About this blog site

Accidental Happiness

A few years back, I accidentally discovered a level of Happiness (or contentment, if you will) that I never knew existed. To be transparent, I have always been happy. I have been blessed with an optimist personality that allows me to see the glass 1/2 full most of the time. For this, I am grateful. I have numerous friends who struggle with depression or mental illness. A subject that, up until recently, I knew very little about. I try to sympathize, but not walking the road that they travel; I can not empathize. Hopefully, I will provide love and encouragement as we walk this path together. I will hold their hand if they hold mine. The following is how this journey began, Not by design but purely by accident.

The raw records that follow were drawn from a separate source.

//! Main menu and view-filter choices.

use strsim::levenshtein;

use crate::cli::output;

const MAX_SUGGESTION_DISTANCE: usize = 2;

#[derive(Debug, Clone, Copy, PartialEq, Eq)]
pub enum MainMenuChoice {
    AddExpense,
    ViewExpenses,
    Summary,
    Exit,
}

impl MainMenuChoice {
    pub const ALL: [MainMenuChoice; 4] = [
        MainMenuChoice::AddExpense,
        MainMenuChoice::ViewExpenses,
        MainMenuChoice::Summary,
        MainMenuChoice::Exit,
    ];

    pub fn number(self) -> usize {
        match self {
            MainMenuChoice::AddExpense => 1,
            MainMenuChoice::ViewExpenses => 2,
            MainMenuChoice::Summary => 3,
            MainMenuChoice::Exit => 4,
        }
    }

    pub fn label(self) -> &'static str {
        match self {
            MainMenuChoice::AddExpense => "Add Expense",
            MainMenuChoice::ViewExpenses => "View Expenses",
            MainMenuChoice::Summary => "Get Summary",
            MainMenuChoice::Exit => "Exit",
        }
    }

    pub fn aliases(self) -> &'static [&'static str] {
        match self {
            MainMenuChoice::AddExpense => &["add"],
            MainMenuChoice::ViewExpenses => &["view", "list"],
            MainMenuChoice::Summary => &["summary"],
            MainMenuChoice::Exit => &["exit", "quit"],
        }
    }

    /// Accepts the menu number or a command word, ignoring case and
    /// surrounding whitespace.
    pub fn parse(input: &str) -> Option<Self> {
        let needle = input.trim().to_ascii_lowercase();
        Self::ALL.into_iter().find(|choice| {
            needle == choice.number().to_string()
                || choice.aliases().iter().any(|alias| *alias == needle)
        })
    }
}

/// Closest command word to a mistyped choice, if any is near enough.
pub fn suggest(input: &str) -> Option<&'static str> {
    let needle = input.trim().to_ascii_lowercase();
    if needle.is_empty() || needle.chars().all(|ch| ch.is_ascii_digit()) {
        return None;
    }

    let mut candidates: Vec<(usize, &'static str)> = MainMenuChoice::ALL
        .iter()
        .flat_map(|choice| choice.aliases().iter().copied())
        .map(|alias| (levenshtein(alias, &needle), alias))
        .collect();
    candidates.sort_by_key(|(distance, _)| *distance);

    candidates
        .first()
        .filter(|(distance, _)| *distance <= MAX_SUGGESTION_DISTANCE)
        .map(|(_, alias)| *alias)
}

pub fn print_main_menu() {
    output::section("Expense Tracker Menu");
    for choice in MainMenuChoice::ALL {
        println!("{}. {}", choice.number(), choice.label());
    }
}

#[derive(Debug, Clone, Copy, PartialEq, Eq)]
pub enum FilterChoice {
    All,
    DateRange,
    Category,
}

impl FilterChoice {
    pub const ALL: [FilterChoice; 3] = [
        FilterChoice::All,
        FilterChoice::DateRange,
        FilterChoice::Category,
    ];

    pub fn label(self) -> &'static str {
        match self {
            FilterChoice::All => "View all expenses",
            FilterChoice::DateRange => "Filter by date range",
            FilterChoice::Category => "Filter by category",
        }
    }

    pub fn parse(input: &str) -> Option<Self> {
        match input.trim() {
            "1" => Some(FilterChoice::All),
            "2" => Some(FilterChoice::DateRange),
            "3" => Some(FilterChoice::Category),
            _ => None,
        }
    }
}

pub fn print_filter_menu() {
    println!("\nFilter options:");
    for (idx, choice) in FilterChoice::ALL.iter().enumerate() {
        println!("{}. {}", idx + 1, choice.label());
    }
}
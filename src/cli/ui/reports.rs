//! Expense listing and category summary renderers.

use expense_core::{Expense, Summary};
use expense_domain::format_date;

use crate::cli::output::emphasize;
use crate::cli::ui::table_renderer::{
    centered, heavy_rule, horizontal_rule, Alignment, Table, TableColumn,
};

const AMOUNT_WIDTH: usize = 10;
const DESCRIPTION_MAX_WIDTH: usize = 48;

pub fn format_money(amount: f64) -> String {
    format!("${:.2}", amount)
}

/// Renders the expense list table with its title and count footer.
pub fn expense_table(expenses: &[&Expense]) -> String {
    let mut table = Table::new(vec![
        TableColumn::new("Date", Alignment::Left).with_min_width(10),
        TableColumn::new("Amount", Alignment::Right).with_min_width(AMOUNT_WIDTH),
        TableColumn::new("Category", Alignment::Left),
        TableColumn::new("Description", Alignment::Left).with_max_width(DESCRIPTION_MAX_WIDTH),
    ]);
    for expense in expenses {
        table.add_row([
            format_date(expense.date),
            format_money(expense.amount),
            expense.category.clone(),
            expense.description.clone(),
        ]);
    }

    let widths = table.compute_widths();
    let width = table.total_width(&widths);
    let heavy = heavy_rule(width);

    [
        heavy.clone(),
        emphasize(&centered("EXPENSE LIST", width)),
        heavy.clone(),
        table.render(),
        heavy.clone(),
        format!("Total Expenses: {}", expenses.len()),
        heavy,
    ]
    .join("\n")
}

/// Renders per-category totals in descending order followed by the grand total.
pub fn summary_table(summary: &Summary) -> String {
    let total = format_money(summary.total);
    let mut table = Table::new(vec![
        TableColumn::new("Category", Alignment::Left),
        TableColumn::new("Amount", Alignment::Right).with_min_width(AMOUNT_WIDTH.max(total.len())),
    ]);
    for (category, amount) in summary.ranked() {
        table.add_row([category.to_string(), format_money(amount)]);
    }

    let widths = table.compute_widths();
    let width = table.total_width(&widths);
    let heavy = heavy_rule(width);
    let light = horizontal_rule(width);
    let total_row = table.render_row(&["TOTAL".to_string(), total], &widths);

    [
        heavy.clone(),
        emphasize(&centered("EXPENSE SUMMARY", width)),
        heavy.clone(),
        String::new(),
        "Category Breakdown:".to_string(),
        light.clone(),
        table.render(),
        light,
        emphasize(&total_row),
        heavy,
    ]
    .join("\n")
}
use expense_domain::DateParseError;
use thiserror::Error;

#[derive(Debug, Clone, Error, PartialEq, Eq)]
pub enum CoreError {
    #[error("Invalid date format `{input}`: expected YYYY-MM-DD")]
    InvalidDateFormat { input: String },
}

pub type CoreResult<T> = Result<T, CoreError>;

impl From<DateParseError> for CoreError {
    fn from(err: DateParseError) -> Self {
        CoreError::InvalidDateFormat {
            input: err.input().to_string(),
        }
    }
}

I am an early riser, and I do most of my busy work by 10:00 am each morning. This gives me the freedom to do what I want to do for the rest of the day. My work style supports my fundamental definition of Happiness; to me, Happiness is doing what I want to do when I want to do it. I have chosen career paths based on this principle. This has mostly worked for me until a few years ago with a simple phone call.

It was around 7:00 am, and I was sitting at my computer, knocking out the task for the day, when my phone rang. I answer. "Hi, Dad, what cha doing." Working, I respond in a distracted tone. "What ca working on? "… I take a deep breath and realize this will not be a quick conversation.

Caleb (my youngest and most outgoing son) had recently taken a job in Raleigh NC and had a 30 to 40-minute commute each morning. As with most millennials, he decided this would be a great time to call and talk to his Dad. (our definition of multitasking) Caleb proceeded to call not just once but every morning during the morning comute. In the beginning, I thought, I got this. I can multitask, right? Eventually not! Along the way, Caleb would pick up on the lack of attention. The conversation would quickly turn to questions or accusations such as, "Are you even listening to me? What did I just say? You're not paying attention; I'll call you another time." This not only caused extreme frustration and stress on my part, but it also made me feel like a terrible dad. The day was off to a bad start.

I ask others for advice, and the normal response would be, "just tell him you're busy; he will understand. Or don't answer. But honestly, that is not the guy that I want to be or the guilt that I wanted to face. I always told myself that people are more important than processes. Furthermore, what if he just quit calling? As a product of the '70s, The "Cats in the Cradle song" is always lurking in the back of my mind when dealing with my kids.

I needed a plan B, and I needed it quick. This is when everything changed for me.

The following day when Caleb called, I was mentally prepared. The phone rang, I answered in a much more cheerful voice, I then put in my earbuds, walked out of the office, down the sidewalk, and continued to walk until Caleb had reached his destination. This and this alone is where everything in my life changed. I had removed the distractions. On a side note: I want you to know that our conversations also changed. With the distractions, the conversation had been trivial at best, but without distractions and genuinely focusing on the person with whom you are communicating, you will tend to create a level of intimacy that many parents never reach with their adult children. We discussed parenting, death, religion, relationships, and work, to name a few; nothing was considered off-topic. Our relationship changed because I had chosen to be present. You would think that alone would be worth and it was, but there was so much more to come.

After a few weeks of walking and talking, I started realizing that the level of pure joy was increasing. On a happiness "scale: my mood would elevate as the walk progressed. I may start the day as a 3 or 4, and by the end of my walk, it could be 8, 9, and at times a 10. I would find myself tearing up with joy over life. What the hell is going on?

I became obsessed with my morning walks and searched for what was causing the change in my overall mood. I read every book I could find related to Happiness. Books like, The Power of Positive Thinking, You're a Badass, How Happiness Happens, and Man's Search for Meaning. I took Yale's College Course on Happiness and watched as many documentaries as possible. I would have gone for a doctorate in Happiness if it was a thing at that time. Within my research, I found a common theme. I hope you follow my journey and discover what I found. It is a simple truth that can change your life completely. If you don't realize it on your own, just ask, and I will gladly tell you. I bet it is not what you think.